With the semester and my college career winding down, I'm a bit overwhelmed, so I figured that I would infuse some humor into my blog. Today, while helping in an art class with pre-kindergarten students, I heard some of the kids whispering about a "marriage proposal."
Here's an excerpt from a conversation I had with one of the students:
Me: Did he just ask you to marry him?
5-year-old art student: Yes, he's in love with me.
Me: Oh, that's nice, but you don't sound very happy about it.
5-year-old art student: I don't know. He's not very nice to me.
Me: What do you mean?
5-year-old art student: Sometimes he doesn't want to play with me.
Me: Well, men send a lot of mixed signals.
Oh, the trials of young love...
Thursday, April 26, 2012
Tuesday, April 10, 2012
A couple of months ago, I took a trip to Ann Arbor with a friend. I was trying to passively enjoy the sightseeing until... we stopped in a children's store and saw a t-shirt with the slogan "Real Men Read." Well, I just couldn't stop thinking about it because we hear language a lot that has become so normalized that we don't even question it. I'm trying to understand the thinking behind this slogan. Reading is often seen as an "uncool" activity for boys, and in an effort to increase literacy, the best we can come up with is "Real Men Read." So, real men read as opposed to fake men that are "weak, wimpy, too feminine, and not manly enough" to read. I like the intention of getting more boys to read, but the only reason the slogan works is because it is based on stereotypes about being "manly." It suggests that all little boys need to "become men" who are strong and masculine. What does it mean to be a "real man"? After doing some research, I see that R.E.A.L is a slogan for read, excel, achieve, lead, but I still have my problems with it.
As I've been thinking through this idea, I've noticed how often the media contributes to societal thoughts on what it means to "be a man" or "be a woman." For example, this song from Mulan comes to mind.
Mad Men is my new television obsession, and I think it's incredibly well-done. It's extremely accurate to the issues of race, class, gender, and sexuality occurring during the '60s. Peggy, the young copywriter, gets a promotion yet is struggling to navigate being a woman in a man's world since she's the only woman on her team. In an episode of Season 2, she gets the advice to "Stop trying to be a man. Be a woman" (2.5, 2.6). In the following episode, Peggy doesn't get invited to the men's outings together, so she shows up in a lovely dress and joins them. The other characters often criticize her for dressing like a little girl, so in this episode when she succumbs to the required female office attire, she finally gets an in.

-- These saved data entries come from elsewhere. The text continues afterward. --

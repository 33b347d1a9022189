//! Stream event protocol: type + payload + envelope.
//!
//! This crate defines the wire shape of a single stream event and envelope injection,
//! independent of any particular workflow engine's event model. A consumer bridges its
//! own event type into `ProtocolEvent` and calls `to_json` to apply envelope fields.

pub mod envelope;
pub mod event;

pub use envelope::{to_json, Envelope, EnvelopeState};
pub use event::ProtocolEvent;
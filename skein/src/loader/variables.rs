//! Run-scoped variable storage: one `VariableScope` instance per run, read by
//! `condition` expressions and written by `set-variable` nodes.

use std::collections::HashMap;
use std::sync::Mutex;

use serde_json::Value;

/// Ambient JSON-valued scope shared by every executor in one run. Reset
/// between runs by constructing a fresh `Loader` (and thus a fresh scope)
/// per `load` call.
pub struct VariableScope {
    vars: Mutex<HashMap<String, Value>>,
}

impl VariableScope {
    pub fn new(initial: HashMap<String, Value>) -> Self {
        Self { vars: Mutex::new(initial) }
    }

    pub fn get(&self, name: &str) -> Option<Value> {
        self.vars.lock().unwrap().get(name).cloned()
    }

    pub fn set(&self, name: impl Into<String>, value: Value) {
        self.vars.lock().unwrap().insert(name.into(), value);
    }

    pub fn snapshot(&self) -> HashMap<String, Value> {
        self.vars.lock().unwrap().clone()
    }
}

impl Default for VariableScope {
    fn default() -> Self {
        Self::new(HashMap::new())
    }
}

#[cfg(test)]
mod tests {
    use super::*;

    #[test]
    fn set_then_get_round_trips() {
        let scope = VariableScope::default();
        scope.set("approved", Value::Bool(true));
        assert_eq!(scope.get("approved"), Some(Value::Bool(true)));
        assert_eq!(scope.get("missing"), None);
    }

    #[test]
    fn new_seeds_initial_values() {
        let mut initial = HashMap::new();
        initial.insert("count".to_string(), Value::from(0));
        let scope = VariableScope::new(initial);
        assert_eq!(scope.get("count"), Some(Value::from(0)));
    }
}
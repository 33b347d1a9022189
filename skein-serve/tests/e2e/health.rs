use super::common;

#[tokio::test]
async fn healthz_reports_ok() {
    common::load_dotenv();
    let (url, shutdown, handle) = common::spawn_server().await;

    let resp = reqwest::get(format!("{url}/healthz")).await.unwrap();
    assert!(resp.status().is_success());
    let body: serde_json::Value = resp.json().await.unwrap();
    assert_eq!(body["status"], "ok");

    shutdown.cancel();
    let _ = handle.await;
}
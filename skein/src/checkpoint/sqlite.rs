//! SQLite-backed `CheckpointStorage`, for the same durability tier the
//! pack reaches for `rusqlite` (bundled) when it needs a single-file,
//! dependency-free store. `rusqlite` is synchronous, so every call runs
//! on a blocking thread via `spawn_blocking`.

use std::path::PathBuf;
use std::sync::Mutex as StdMutex;

use async_trait::async_trait;
use rusqlite::{params, Connection};

use crate::checkpoint::storage::{Checkpoint, CheckpointStorage, CheckpointSummary};
use crate::error::WorkflowError;

pub struct SqliteCheckpointStorage {
    conn: std::sync::Arc<StdMutex<Connection>>,
}

impl SqliteCheckpointStorage {
    pub fn open(path: impl Into<PathBuf>) -> Result<Self, WorkflowError> {
        let conn = Connection::open(path.into()).map_err(|e| WorkflowError::Storage(e.to_string()))?;
        conn.execute_batch(
            "CREATE TABLE IF NOT EXISTS checkpoints (
                checkpoint_id TEXT PRIMARY KEY,
                step INTEGER NOT NULL,
                timestamp TEXT NOT NULL,
                body TEXT NOT NULL
            )",
        )
        .map_err(|e| WorkflowError::Storage(e.to_string()))?;
        Ok(Self { conn: std::sync::Arc::new(StdMutex::new(conn)) })
    }

    pub fn open_in_memory() -> Result<Self, WorkflowError> {
        let conn = Connection::open_in_memory().map_err(|e| WorkflowError::Storage(e.to_string()))?;
        conn.execute_batch(
            "CREATE TABLE IF NOT EXISTS checkpoints (
                checkpoint_id TEXT PRIMARY KEY,
                step INTEGER NOT NULL,
                timestamp TEXT NOT NULL,
                body TEXT NOT NULL
            )",
        )
        .map_err(|e| WorkflowError::Storage(e.to_string()))?;
        Ok(Self { conn: std::sync::Arc::new(StdMutex::new(conn)) })
    }
}

#[async_trait]
impl CheckpointStorage for SqliteCheckpointStorage {
    async fn save(&self, checkpoint: &Checkpoint) -> Result<(), WorkflowError> {
        let conn = self.conn.clone();
        let checkpoint = checkpoint.clone();
        tokio::task::spawn_blocking(move || {
            let body = serde_json::to_string(&checkpoint)
                .map_err(|e| WorkflowError::Serialization(e.to_string()))?;
            let conn = conn.lock().expect("checkpoint connection poisoned");
            conn.execute(
                "INSERT OR REPLACE INTO checkpoints (checkpoint_id, step, timestamp, body)
                 VALUES (?1, ?2, ?3, ?4)",
                params![checkpoint.checkpoint_id, checkpoint.step as i64, checkpoint.timestamp, body],
            )
            .map_err(|e| WorkflowError::Storage(e.to_string()))?;
            Ok(())
        })
        .await
        .map_err(|e| WorkflowError::Internal(e.to_string()))?
    }

    async fn list(&self) -> Result<Vec<CheckpointSummary>, WorkflowError> {
        let conn = self.conn.clone();
        tokio::task::spawn_blocking(move || {
            let conn = conn.lock().expect("checkpoint connection poisoned");
            let mut stmt = conn
                .prepare("SELECT checkpoint_id, step, timestamp FROM checkpoints ORDER BY timestamp ASC")
                .map_err(|e| WorkflowError::Storage(e.to_string()))?;
            let rows = stmt
                .query_map([], |row| {
                    Ok(CheckpointSummary {
                        checkpoint_id: row.get(0)?,
                        step: row.get::<_, i64>(1)? as u64,
                        timestamp: row.get(2)?,
                    })
                })
                .map_err(|e| WorkflowError::Storage(e.to_string()))?;
            let mut summaries = Vec::new();
            for row in rows {
                summaries.push(row.map_err(|e| WorkflowError::Storage(e.to_string()))?);
            }
            Ok(summaries)
        })
        .await
        .map_err(|e| WorkflowError::Internal(e.to_string()))?
    }

    async fn load(&self, checkpoint_id: &str) -> Result<Option<Checkpoint>, WorkflowError> {
        let conn = self.conn.clone();
        let checkpoint_id = checkpoint_id.to_string();
        tokio::task::spawn_blocking(move || {
            let conn = conn.lock().expect("checkpoint connection poisoned");
            let body: Option<String> = conn
                .query_row(
                    "SELECT body FROM checkpoints WHERE checkpoint_id = ?1",
                    params![checkpoint_id],
                    |row| row.get(0),
                )
                .ok();
            body.map(|b| serde_json::from_str(&b).map_err(|e| WorkflowError::Serialization(e.to_string())))
                .transpose()
        })
        .await
        .map_err(|e| WorkflowError::Internal(e.to_string()))?
    }

    async fn delete(&self, checkpoint_id: &str) -> Result<(), WorkflowError> {
        let conn = self.conn.clone();
        let checkpoint_id = checkpoint_id.to_string();
        tokio::task::spawn_blocking(move || {
            let conn = conn.lock().expect("checkpoint connection poisoned");
            conn.execute("DELETE FROM checkpoints WHERE checkpoint_id = ?1", params![checkpoint_id])
                .map_err(|e| WorkflowError::Storage(e.to_string()))?;
            Ok(())
        })
        .await
        .map_err(|e| WorkflowError::Internal(e.to_string()))?
    }
}

#[cfg(test)]
mod tests {
    use super::*;
    use std::collections::HashMap;

    fn sample(id: &str) -> Checkpoint {
        Checkpoint {
            checkpoint_id: id.to_string(),
            graph_hash: 9,
            step: 2,
            timestamp: "2026-01-01T00:00:00Z".to_string(),
            per_executor_state: HashMap::new(),
            pending_queue: Vec::new(),
            outstanding_requests: Vec::new(),
            session_state: HashMap::new(),
        }
    }

    #[tokio::test]
    async fn save_then_load_roundtrips() {
        let storage = SqliteCheckpointStorage::open_in_memory().unwrap();
        storage.save(&sample("a")).await.unwrap();
        let loaded = storage.load("a").await.unwrap().unwrap();
        assert_eq!(loaded.graph_hash, 9);
    }

    #[tokio::test]
    async fn overwrite_same_id_replaces_row() {
        let storage = SqliteCheckpointStorage::open_in_memory().unwrap();
        storage.save(&sample("a")).await.unwrap();
        let mut second = sample("a");
        second.step = 5;
        storage.save(&second).await.unwrap();
        let loaded = storage.load("a").await.unwrap().unwrap();
        assert_eq!(loaded.step, 5);
        assert_eq!(storage.list().await.unwrap().len(), 1);
    }

    #[tokio::test]
    async fn delete_removes_row() {
        let storage = SqliteCheckpointStorage::open_in_memory().unwrap();
        storage.save(&sample("a")).await.unwrap();
        storage.delete("a").await.unwrap();
        assert!(storage.load("a").await.unwrap().is_none());
    }
}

I often find myself caught in this trap. When women are strong and speak their minds, demonstrating stereotypically masculine behaviors, they are "bitches" that need to be controlled. I think men fear powerful women, and this fear is often hidden deeply in the unconscious that men don't understand why these women bother them so much. As one of my favorite feminist quotes from filmmaker, Catherine Breillat, shares, "It's a joke - if men can't desire liberated women, then tough. Does it mean they can only desire a slave? Men need to question the roots of their own desire. Why is it that historically men have this need to deny women to be able to desire them?" What does it mean to "be a woman" in 2012? To me, it means being intelligent, sexy, powerful, vulnerable, kind, and strong. (more on Mad Men later...)
Monday, April 2, 2012
Didn't Black Swan teach us anything about a woman's quest for perfection gone awry? My answer was "Absolutely not!" after viewing this preview for Dance Moms: Miami.
Good news psychologists! You'll be employed forever. The saddest part of this video is that we consider this to be entertainment. Watching young women compete and force their bodies into extreme physical shape is a source of amusement. The mothers are also scary and reminiscent of Nina's mother in Black Swan.
Nina diets and practices obsessively to achieve "perfection." She sacrifices her body and ultimately her life for her craft. I wrote a paper last year arguing that the final scene in Black Swan demonstrates Nina's rebellion against the constraints of the society in which she lives. Her final words are "I was perfect" signifying that to preserve a perfect performance, she must die at the end. It is only in death that she can finally be perfect. She rebels against the world that makes her "imperfect" by taking her own life and making sure that her last dance was "perfect." While this is a work of fiction, it's a frightening reality on Dance Moms. When I hear people discuss the show, I hear them say, "It's awful. I can't believe those parents." Then, why are we watching? Will you be watching for the premiere tomorrow?